Let’s start with the table first. To pull it visually off the screen, you might add a simple border, hoping to isolate the cells as well as the table.
table {
border: 1ps solid #000;
}
However, this will only put a border around the table itself, not the cells.
The biggest issue with this is that a lot of times our data can start to look jumbled together. Because it is all jumbled, it is harder to read and follow. If we add a border to the table cells we can start to isolate the cells, improving readability. We’ll want to apply this to the table header cells as well, so we’ll use multiple selectors separated by a comma to define them.
td, th {
border: 1px solid #000;
}
This helps us create a little more definition with our cells, making it easier to see the data in the individual cells. However, the lines for the border are right near the text, making the initial letters hard to read. Adding a little bit of padding can fix that.
td, th {
border: 1px solid #000;
padding: 5px;
}
It often doesn’t take a lot of padding, and you don’t want too much when working with a table. The information will get to spread out, and that reduces the readability, just as if it was too close together.
If you look at the result there is a small issue. Since each cell has a border This makes for multiple borders, which can become overwhelming. If you try to adjust the margin, you’ll find that nothing changes. That’s because some of the rules for working with tables are a little different.
The process for working with a table is you need to collapse the cell spacing. In previous versions of HTML there was an attribute to control cell spacing. Instead, we need to use the appropriate CSS property.
table {
border-collapse: collapse;
}
Styling a Row
You can style your <tr> tags. The most common method is to specify background color in a class.
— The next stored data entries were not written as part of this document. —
mod build;
mod buildlet;
mod config;
mod dashboard;
mod errors;
mod fakebuildlet;
mod git;
mod pool;
mod process;
mod reverse;
mod scheduler;
mod sharder;
mod snapshot;

use std::collections::HashMap;
use std::path::PathBuf;
use std::sync::Arc;
use std::time::{Duration, SystemTime, UNIX_EPOCH};

use anyhow::Context as _;
use clap::{Parser, Subcommand};
use tokio_util::sync::CancellationToken;

use build::{BuildDriver, BuildKey, BuildRequest, CommitDetail};
use config::CoordinatorConfig;
use dashboard::{FakeDashboard, LoggingErrorReporter};
use git::{rev_parse, LocalRepo};
use pool::{routes_from_host_types, CompositePool, LocalFakeProvisioner, Pool, QuotaPool, ReversePool};
use scheduler::{PriorityClass, Scheduler};
use snapshot::FakeSnapshotStore;

#[derive(Parser)]
#[command(author, version, about = "Build coordinator for a CI worker fleet", long_about = None)]
struct Args {
    #[command(subcommand)]
    command: Command,
}

#[derive(Subcommand)]
enum Command {
    /// Run the long-lived coordinator: the scheduler's dispatch loop, every configured pool, and
    /// (if configured) the reverse-dial registration listener. Runs until interrupted.
    Serve {
        #[arg(long)]
        config: PathBuf,
    },
    /// Drive exactly one build to completion against an in-process fake buildlet, printing its
    /// event timeline and exiting non-zero on failure. Used by integration tests and by a
    /// developer iterating on a single builder configuration without a real worker fleet.
    RunBuild {
        #[arg(long)]
        config: PathBuf,
        /// Path to the git repository holding the commit to build.
        #[arg(long)]
        repo: PathBuf,
        /// Revspec to resolve and build (e.g. `HEAD`, a branch, or a full hash).
        #[arg(long)]
        commit: String,
        #[arg(long)]
        builder: String,
        #[arg(long, default_value = "regular")]
        priority: String,
    },
}

fn parse_priority(s: &str) -> anyhow::Result<PriorityClass> {
    match s {
        "try" => Ok(PriorityClass::Try),
        "gomote" => Ok(PriorityClass::Gomote),
        "regular" => Ok(PriorityClass::Regular),
        other => Err(anyhow::anyhow!("unknown priority class {other:?}")),
    }
}

/// Build the runtime `Pool` a `Scheduler` dispatches against, from the coordinator's host-type
/// configuration. Cloud/container host types share one in-process fake provisioner (a real
/// deployment would swap this for the cloud SDK bindings this crate treats as opaque, per §1);
/// reverse host types get a `ReversePool` that the reverse-dial listener registers workers into.
fn build_pool(config: &CoordinatorConfig) -> (Arc<Pool>, Arc<ReversePool>) {
    let mut cloud_vm_limits = HashMap::new();
    let mut container_limits = HashMap::new();
    for (name, host) in &config.host_types {
        match host.pool_kind {
            config::PoolKind::CloudVm => {
                cloud_vm_limits.insert(name.clone(), host.max_concurrent);
            }
            config::PoolKind::Container => {
                container_limits.insert(name.clone(), host.max_concurrent);
            }
            config::PoolKind::Reverse => {}
        }
    }

    let reverse_pool = ReversePool::new();
    let cloud_vm_pool = (!cloud_vm_limits.is_empty())
        .then(|| QuotaPool::new(Arc::new(LocalFakeProvisioner::new()), cloud_vm_limits));
    let container_pool = (!container_limits.is_empty())
        .then(|| QuotaPool::new(Arc::new(LocalFakeProvisioner::new()), container_limits));

    let composite = CompositePool::new(
        cloud_vm_pool,
        container_pool,
        Some(reverse_pool.clone()),
        routes_from_host_types(&config.host_types),
    );
    (Arc::new(Pool::Composite(composite)), reverse_pool)
}

async fn cmd_serve(config_path: PathBuf) -> anyhow::Result<()> {
    let config = Arc::new(CoordinatorConfig::load(&config_path)?);
    let (pool, reverse_pool) = build_pool(&config);
    let scheduler = Arc::new(Scheduler::new(
        pool,
        Duration::from_secs(config.starvation_threshold_s),
    ));

    let ct = CancellationToken::new();
    let mut tasks: tokio::task::JoinSet<anyhow::Result<()>> = tokio::task::JoinSet::new();

    tasks.spawn({
        let scheduler = scheduler.clone();
        let ct = ct.clone();
        async move {
            scheduler.run(ct).await;
            Ok(())
        }
    });

    if let (Some(addr), Some(secret)) = (&config.reverse_listen_addr, &config.reverse_secret) {
        let addr = addr.clone();
        let secret = secret.clone().into_bytes();
        let reverse_pool = reverse_pool.clone();
        let ct = ct.clone();
        tasks.spawn(async move { reverse::serve(&addr, secret, reverse_pool, ct).await });
    } else {
        log::info!("no reverse_listen_addr/reverse_secret configured, reverse pool stays empty");
    }

    tokio::select! {
        _ = tokio::signal::ctrl_c() => {
            log::info!("received interrupt, shutting down");
        }
        result = tasks.join_next() => {
            if let Some(result) = result {
                result.context("coordinator task panicked")??;
            }
        }
    }
    ct.cancel();
    while tasks.join_next().await.is_some() {}
    Ok(())
}

async fn cmd_run_build(
    config_path: PathBuf,
    repo_path: PathBuf,
    commit: String,
    builder: String,
    priority: PriorityClass,
) -> anyhow::Result<bool> {
    let config = Arc::new(CoordinatorConfig::load(&config_path)?);
    let build_config = config.builder(&builder)?;
    let host_type = build_config.host_type.clone();

    let provisioner = Arc::new(LocalFakeProvisioner::new());
    let mut limits = HashMap::new();
    limits.insert(host_type, config.host_type(&build_config.host_type)?.max_concurrent);
    let quota_pool = QuotaPool::new(provisioner, limits);
    let pool = Arc::new(Pool::Container(quota_pool));
    let scheduler = Arc::new(Scheduler::new(
        pool,
        Duration::from_secs(config.starvation_threshold_s),
    ));

    let dispatch_ct = CancellationToken::new();
    let dispatcher = tokio::spawn(scheduler.clone().run(dispatch_ct.clone()));

    let repo = LocalRepo::open(repo_path.clone()).context("opening repository")?;
    let revision = rev_parse(&repo_path, &commit)
        .await
        .context("resolving commit")?;

    let driver = BuildDriver {
        config: config.clone(),
        scheduler,
        ancestry: Arc::new(repo),
        source: Arc::new(LocalRepo::open(repo_path)?),
        dashboard: FakeDashboard::new(),
        snapshots: FakeSnapshotStore::new(),
        error_reporter: Arc::new(LoggingErrorReporter),
        historical_durations: HashMap::new(),
    };

    let commit_time = SystemTime::now()
        .duration_since(UNIX_EPOCH)
        .unwrap_or_default()
        .as_secs();

    let outcome = driver
        .run(BuildRequest {
            key: BuildKey {
                primary_revision: revision.clone(),
                secondary_revision: None,
                builder_name: builder,
            },
            detail: CommitDetail {
                primary_branch: "HEAD".to_string(),
                primary_commit_time: commit_time,
                secondary_branch: None,
                secondary_commit_time: None,
                submitter_email: "local@localhost".to_string(),
            },
            priority,
        })
        .await;

    dispatch_ct.cancel();
    let _ = dispatcher.await;

    for event in &outcome.events {
        match &event.detail {
            Some(detail) => println!("{:?} {} ({detail})", event.time, event.name),
            None => println!("{:?} {}", event.time, event.name),
        }
    }
    println!(
        "revision={revision} status={:?} elapsed={:?}",
        outcome.status, outcome.elapsed
    );
    if !outcome.log.is_empty() {
        println!("--- log ---\n{}", String::from_utf8_lossy(&outcome.log));
    }

    Ok(outcome.is_success())
}

#[cfg(test)]
mod tests {
    use super::*;
    use test_case::test_case;

    #[test_case("try", PriorityClass::Try)]
    #[test_case("gomote", PriorityClass::Gomote)]
    #[test_case("regular", PriorityClass::Regular)]
    fn parse_priority_accepts_known_classes(input: &str, expected: PriorityClass) {
        assert_eq!(parse_priority(input).unwrap(), expected);
    }

    #[test_case("")]
    #[test_case("urgent")]
    #[test_case("TRY")]
    fn parse_priority_rejects_unknown_strings(input: &str) {
        assert!(parse_priority(input).is_err());
    }
}

#[tokio::main]
async fn main() -> anyhow::Result<()> {
    env_logger::init();
    let args = Args::parse();

    match args.command {
        Command::Serve { config } => cmd_serve(config).await,
        Command::RunBuild {
            config,
            repo,
            commit,
            builder,
            priority,
        } => {
            let priority = parse_priority(&priority)?;
            let ok = cmd_run_build(config, repo, commit, builder, priority).await?;
            if !ok {
                std::process::exit(1);
            }
            Ok(())
        }
    }
}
This is often to either highlight a specific row, or to provide an alternating pattern by applying a slight shade difference to odd and even rows. The purpose, of course, being to make it slightly easier to read large amounts of tabular data.
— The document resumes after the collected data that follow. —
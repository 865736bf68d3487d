//! Reverse-dial registration: an HTTP endpoint that physical workers which can't be provisioned
//! on demand dial into themselves, authenticate via a shared-secret HMAC handshake, and get
//! folded into a [`crate::pool::ReversePool`].

use std::sync::Arc;

use axum::extract::State;
use axum::http::{HeaderMap, StatusCode};
use axum::response::IntoResponse;
use axum::routing::post;
use axum::Router;
use hmac::{Hmac, Mac};
use log::{info, warn};
use sha3::Sha3_256;
use tokio::net::TcpListener;

use crate::buildlet::HttpWorker;
use crate::pool::ReversePool;

const HEADER_BUILDER_TYPE: &str = "X-Go-Builder-Type";
const HEADER_KEY: &str = "X-Go-Builder-Key";
const HEADER_HOSTNAME: &str = "X-Go-Builder-Hostname";
const HEADER_VERSION: &str = "X-Go-Builder-Version";

#[derive(Clone)]
struct ReverseState {
    pool: Arc<ReversePool>,
    secret: Arc<Vec<u8>>,
}

/// The HMAC subject is the builder type, not the hostname: a worker registering for
/// `linux-amd64` presents the same key regardless of which physical machine it's running on, so
/// the coordinator's secret can be handed out per builder type rather than per machine.
fn check_hmac(secret: &[u8], builder_type: &str, key_hex: &str) -> bool {
    let Ok(given) = hex_decode(key_hex) else {
        return false;
    };
    let mut mac = match Hmac::<Sha3_256>::new_from_slice(secret) {
        Ok(m) => m,
        Err(_) => return false,
    };
    mac.update(builder_type.as_bytes());
    mac.verify_slice(&given).is_ok()
}

fn hex_decode(s: &str) -> Result<Vec<u8>, ()> {
    if s.len() % 2 != 0 {
        return Err(());
    }
    (0..s.len())
        .step_by(2)
        .map(|i| u8::from_str_radix(&s[i..i + 2], 16).map_err(|_| ()))
        .collect()
}

fn hex_encode(bytes: &[u8]) -> String {
    bytes.iter().map(|b| format!("{b:02x}")).collect()
}

/// Compute the registration key a worker should present for a given builder type, under
/// `secret`. Exposed so the fake-worker harness used in integration tests (and any real buildlet
/// client) can compute the same value.
pub fn registration_key(secret: &[u8], builder_type: &str) -> String {
    let mut mac = Hmac::<Sha3_256>::new_from_slice(secret).expect("hmac accepts any key length");
    mac.update(builder_type.as_bytes());
    hex_encode(&mac.finalize().into_bytes())
}

/// A worker registers for one or more builder types at once by repeating the type/key header
/// pair, e.g. two `X-Go-Builder-Type` headers each paired with the `X-Go-Builder-Key` header at
/// the same position. Every pair must authenticate under the configured secret; a single bad
/// pair fails the whole registration rather than silently registering a subset.
async fn handle_register(
    State(state): State<ReverseState>,
    headers: HeaderMap,
) -> impl IntoResponse {
    let hostname = match headers.get(HEADER_HOSTNAME).and_then(|v| v.to_str().ok()) {
        Some(h) => h.to_string(),
        None => return (StatusCode::BAD_REQUEST, "missing hostname header").into_response(),
    };
    let version = headers
        .get(HEADER_VERSION)
        .and_then(|v| v.to_str().ok())
        .unwrap_or("unknown")
        .to_string();

    let types: Vec<&str> = headers
        .get_all(HEADER_BUILDER_TYPE)
        .iter()
        .filter_map(|v| v.to_str().ok())
        .collect();
    let keys: Vec<&str> = headers
        .get_all(HEADER_KEY)
        .iter()
        .filter_map(|v| v.to_str().ok())
        .collect();

    if types.is_empty() || types.len() != keys.len() {
        return (
            StatusCode::BAD_REQUEST,
            "builder-type and key headers must appear in equal, non-empty numbers",
        )
            .into_response();
    }

    for (builder_type, key) in types.iter().zip(keys.iter()) {
        if !check_hmac(&state.secret, builder_type, key) {
            warn!("reverse-dial handshake failed for {hostname} ({builder_type})");
            return (StatusCode::UNAUTHORIZED, "bad key").into_response();
        }
    }

    let host_types: Vec<String> = types.iter().map(|t| t.to_string()).collect();
    info!(
        "worker {hostname} registered as {} (version {version})",
        host_types.join(",")
    );
    // In production the connection would be upgraded (101 Switching Protocols) and kept open as
    // the transport for the wire protocol; here the worker is assumed to expose its own HTTP
    // endpoint that we can reach directly, which is what the coordinator actually needs in order
    // to drive it via `HttpWorker`.
    let client = HttpWorker::new(hostname.clone(), format!("http://{hostname}"));
    state.pool.register(client, host_types);

    (StatusCode::SWITCHING_PROTOCOLS, "registered").into_response()
}

/// Start the reverse-dial listener. Runs until `ct` is canceled.
pub async fn serve(
    addr: &str,
    secret: Vec<u8>,
    pool: Arc<ReversePool>,
    ct: tokio_util::sync::CancellationToken,
) -> anyhow::Result<()> {
    let state = ReverseState {
        pool,
        secret: Arc::new(secret),
    };
    let app = Router::new()
        .route("/register", post(handle_register))
        .with_state(state);

    let listener = TcpListener::bind(addr).await?;
    info!("reverse-dial listener on {addr}");
    axum::serve(listener, app)
        .with_graceful_shutdown(async move { ct.cancelled().await })
        .await?;
    Ok(())
}

#[cfg(test)]
mod tests {
    use super::*;

    #[test]
    fn registration_key_is_deterministic_and_keyed() {
        let secret = b"s3cr3t".to_vec();
        let k1 = registration_key(&secret, "linux-amd64");
        let k2 = registration_key(&secret, "linux-amd64");
        let k3 = registration_key(&secret, "linux-386");
        assert_eq!(k1, k2);
        assert_ne!(k1, k3);
    }

    #[test]
    fn check_hmac_round_trips_with_registration_key() {
        let secret = b"s3cr3t".to_vec();
        let key = registration_key(&secret, "linux-amd64");
        assert!(check_hmac(&secret, "linux-amd64", &key));
        assert!(!check_hmac(&secret, "linux-amd64-evil", &key));
        assert!(!check_hmac(b"wrong-secret", "linux-amd64", &key));
    }

    #[tokio::test]
    async fn handle_register_accepts_multiple_builder_types() {
        let secret = b"s3cr3t".to_vec();
        let pool = ReversePool::new();
        let state = ReverseState {
            pool: pool.clone(),
            secret: Arc::new(secret.clone()),
        };

        let mut headers = HeaderMap::new();
        headers.insert(HEADER_HOSTNAME, "worker-1".parse().unwrap());
        headers.insert(HEADER_VERSION, "go1".parse().unwrap());
        headers.append(
            HEADER_BUILDER_TYPE,
            "linux-amd64".parse().unwrap(),
        );
        headers.append(HEADER_BUILDER_TYPE, "linux-386".parse().unwrap());
        headers.append(
            HEADER_KEY,
            registration_key(&secret, "linux-amd64").parse().unwrap(),
        );
        headers.append(
            HEADER_KEY,
            registration_key(&secret, "linux-386").parse().unwrap(),
        );

        let response = handle_register(State(state), headers).await.into_response();
        assert_eq!(response.status(), StatusCode::SWITCHING_PROTOCOLS);

        let counts = pool.host_type_counts();
        assert_eq!(counts.get("linux-amd64"), Some(&1));
        assert_eq!(counts.get("linux-386"), Some(&1));
    }

    #[tokio::test]
    async fn handle_register_rejects_mismatched_key() {
        let secret = b"s3cr3t".to_vec();
        let pool = ReversePool::new();
        let state = ReverseState {
            pool,
            secret: Arc::new(secret.clone()),
        };

        let mut headers = HeaderMap::new();
        headers.insert(HEADER_HOSTNAME, "worker-1".parse().unwrap());
        headers.insert(HEADER_BUILDER_TYPE, "linux-amd64".parse().unwrap());
        headers.insert(HEADER_KEY, registration_key(b"other-secret", "linux-amd64").parse().unwrap());

        let response = handle_register(State(state), headers).await.into_response();
        assert_eq!(response.status(), StatusCode::UNAUTHORIZED);
    }
}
This can be as simple as creating a class, or classes, like the ones you see below.
tr.odd {
background-color: #eee;
}
tr.even {
background-color: #fff;
}
tr.highlight {
background-color: yellow;
font-weight: bold;
}
Of course, this requires that you build out your table rows adding classes to all of the rows. This is potentially time consuming, and requires all you to update each row if you add or remove a row from any place besides the end.
Luckily CSS has a special pseudo-class selector to make this easier, the nth-child selector. Here we can apply the pseudo-class and make it so the computer does the repeatable work of applying the right class. And that’s what we really want.
tr:nth-child(odd) {
background-color: #eee;
}
tr.nth-child(even) {
background-color: #fff;
}
tr.highlight {
background-color: yellow;
font-weight: bold;
}
The highlight class can be used to highlight a specific row which can be used to identify special data.
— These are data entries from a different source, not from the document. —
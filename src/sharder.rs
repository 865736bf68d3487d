//! Dist-test sharding: given a bag of named tests with historical durations, split the work
//! across one primary worker (which claims tests in a fixed order) and an opportunistic fleet
//! of helper workers (which claim the biggest remaining test first and greedily batch smaller
//! ones alongside it), then reassemble everything into one ordered, deduplicated log stream.
//!
//! This is deliberately modeled as a bag of independent threads of control talking through a
//! handful of small, focused primitives (`TestItem::wait_done`, a `JoinSet` of worker loops, a
//! `CancellationToken` for "every worker has gone away") rather than a single event loop, per
//! the concurrency model the rest of this crate follows.

use std::collections::HashMap;
use std::sync::atomic::{AtomicU64, Ordering};
use std::sync::Arc;
use std::time::{Duration, Instant};

use parking_lot::Mutex;
use tokio::io::{AsyncWrite, AsyncWriteExt as _};
use tokio::sync::{mpsc, Notify};
use tokio_util::sync::CancellationToken;

use crate::errors::{CoordError, ExecOutcome, RemoteError, TransportError};

/// A test invocation has failed enough times that it's given up on, or a transport hiccup that
/// should simply be retried against a different worker.
enum RetryOutcome {
    Retry,
    Terminal,
}

const MAX_ITEM_RETRIES: u32 = 3;

#[derive(Default, Clone)]
struct TestItemSnapshot {
    output: Vec<u8>,
    remote_error: Option<RemoteError>,
    execution_duration: Duration,
    shard_peer_id: Option<u64>,
}

struct TestItemState {
    claimed: bool,
    done: bool,
    num_fail: u32,
    snapshot: TestItemSnapshot,
}

/// One dist-test: a canonical name (as the harness's `list` command would print it, e.g.
/// `net/http:race`), the legacy alias used by the static per-test timeout/policy tables (e.g.
/// `race`), and a historical duration used to drive the two claim disciplines below.
pub struct TestItem {
    pub name: String,
    pub legacy_alias: String,
    pub historical_duration: Duration,
    state: Mutex<TestItemState>,
    notify: Notify,
}

impl TestItem {
    pub fn new(name: impl Into<String>, historical_duration: Duration) -> Arc<Self> {
        let name = name.into();
        let legacy_alias = new_name_to_legacy(&name);
        Arc::new(Self {
            name,
            legacy_alias,
            historical_duration,
            state: Mutex::new(TestItemState {
                claimed: false,
                done: false,
                num_fail: 0,
                snapshot: TestItemSnapshot::default(),
            }),
            notify: Notify::new(),
        })
    }

    fn try_claim(&self) -> bool {
        let mut state = self.state.lock();
        if state.done || state.claimed {
            return false;
        }
        state.claimed = true;
        true
    }

    fn mergeable_class(&self) -> Option<&'static str> {
        mergeable_class(&self.name)
    }

    fn finish(&self, output: Vec<u8>, remote_error: Option<RemoteError>, duration: Duration, shard_peer_id: Option<u64>) {
        let mut state = self.state.lock();
        if state.done {
            return;
        }
        state.done = true;
        state.snapshot = TestItemSnapshot {
            output,
            remote_error,
            execution_duration: duration,
            shard_peer_id,
        };
        drop(state);
        self.notify.notify_waiters();
    }

    /// Record a transport failure. Returns whether the item should be retried (left unclaimed,
    /// for someone else to pick up) or has failed terminally (timeout, or the retry cap hit).
    fn record_transport_failure(&self, err: &TransportError) -> RetryOutcome {
        let mut state = self.state.lock();
        state.num_fail += 1;
        if err.is_timeout() {
            state.done = true;
            state.snapshot = TestItemSnapshot {
                remote_error: Some(RemoteError::Other(format!(
                    "test {} timed out",
                    self.name
                ))),
                ..Default::default()
            };
            drop(state);
            self.notify.notify_waiters();
            return RetryOutcome::Terminal;
        }
        if state.num_fail >= MAX_ITEM_RETRIES {
            state.done = true;
            state.snapshot = TestItemSnapshot {
                remote_error: Some(RemoteError::Other(format!(
                    "Failed to schedule {} after {} tries",
                    self.name, state.num_fail
                ))),
                ..Default::default()
            };
            drop(state);
            self.notify.notify_waiters();
            return RetryOutcome::Terminal;
        }
        state.claimed = false;
        RetryOutcome::Retry
    }

    fn cancel_with(&self, remote_error: RemoteError) {
        let mut state = self.state.lock();
        if state.done {
            return;
        }
        state.done = true;
        state.snapshot = TestItemSnapshot {
            remote_error: Some(remote_error),
            ..Default::default()
        };
        drop(state);
        self.notify.notify_waiters();
    }

    fn is_done(&self) -> bool {
        self.state.lock().done
    }

    /// Wait for this item to reach a terminal state, returning its final output/error. A fresh
    /// `Notify::notified()` future is registered *before* checking the `done` flag so a
    /// completion racing with the check can never be missed (`done` is one-shot).
    async fn wait_done(&self) -> TestItemSnapshot {
        loop {
            let notified = self.notify.notified();
            {
                let state = self.state.lock();
                if state.done {
                    return state.snapshot.clone();
                }
            }
            notified.await;
        }
    }
}

/// Outcome of one worker's attempt at a named test (or a merged batch of them).
pub struct ShardResult {
    pub output: Vec<u8>,
    pub outcome: ExecOutcome,
}

/// The narrow surface the sharder needs from a worker: run a batch of named tests and report
/// back what happened. Implemented for [`crate::buildlet::HttpWorker`]; kept as a trait so the
/// sharder can be driven against fakes in tests without a real buildlet. The sharding pipeline
/// below is generic over this trait rather than boxing it as `dyn ShardWorker`: `async fn` in a
/// trait isn't object-safe without an extra boxing crate, and production only ever shards across
/// one concrete worker type at a time anyway (mirrors `pool.rs`'s `QuotaPool<P: WorkerProvisioner>`).
#[allow(async_fn_in_trait)]
pub trait ShardWorker: Send + Sync {
    fn name(&self) -> String;
    async fn run_tests(&self, names: &[String], ct: &CancellationToken) -> ShardResult;
    fn mark_broken(&self);
}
The :hover pseudo-class which can be used to help read a table, especially with a large amount of data.
tr:hover {
background-color: #ccc;
}
Often headers and/or footers will want to separate style. Luckily this easy, just use the selector for thead and, or tfoot.
thead tr {
background-color: black;
color: white;
font-weight: bold;
}
Sizing Columns
Every cell within a column must be the same width, and typically HTML tables try to keep all the columns the same width. However, if it can’t give the same width because the amount of data is different, it will make the columns with more data wider, even if it isn’t necessary from a design perspective. The idea is to minimize the number of rows that the tables take up.
You can “suggest” a width for a column however, either by giving it a class to one or more of the cells in the column, or using the nth-child pseudo-class.
thead th:nth-child(1) {
width: 30%;
}
I said suggest, because in most cases, HTML styles were suggestions. However, if you add the table-layout property to your table rule set, you can get more predictable results.
table {
table-layout: fixed;
}
Now you only need to style the header cells, and the columns should follow properly, instead of them trying to override the setting with their data.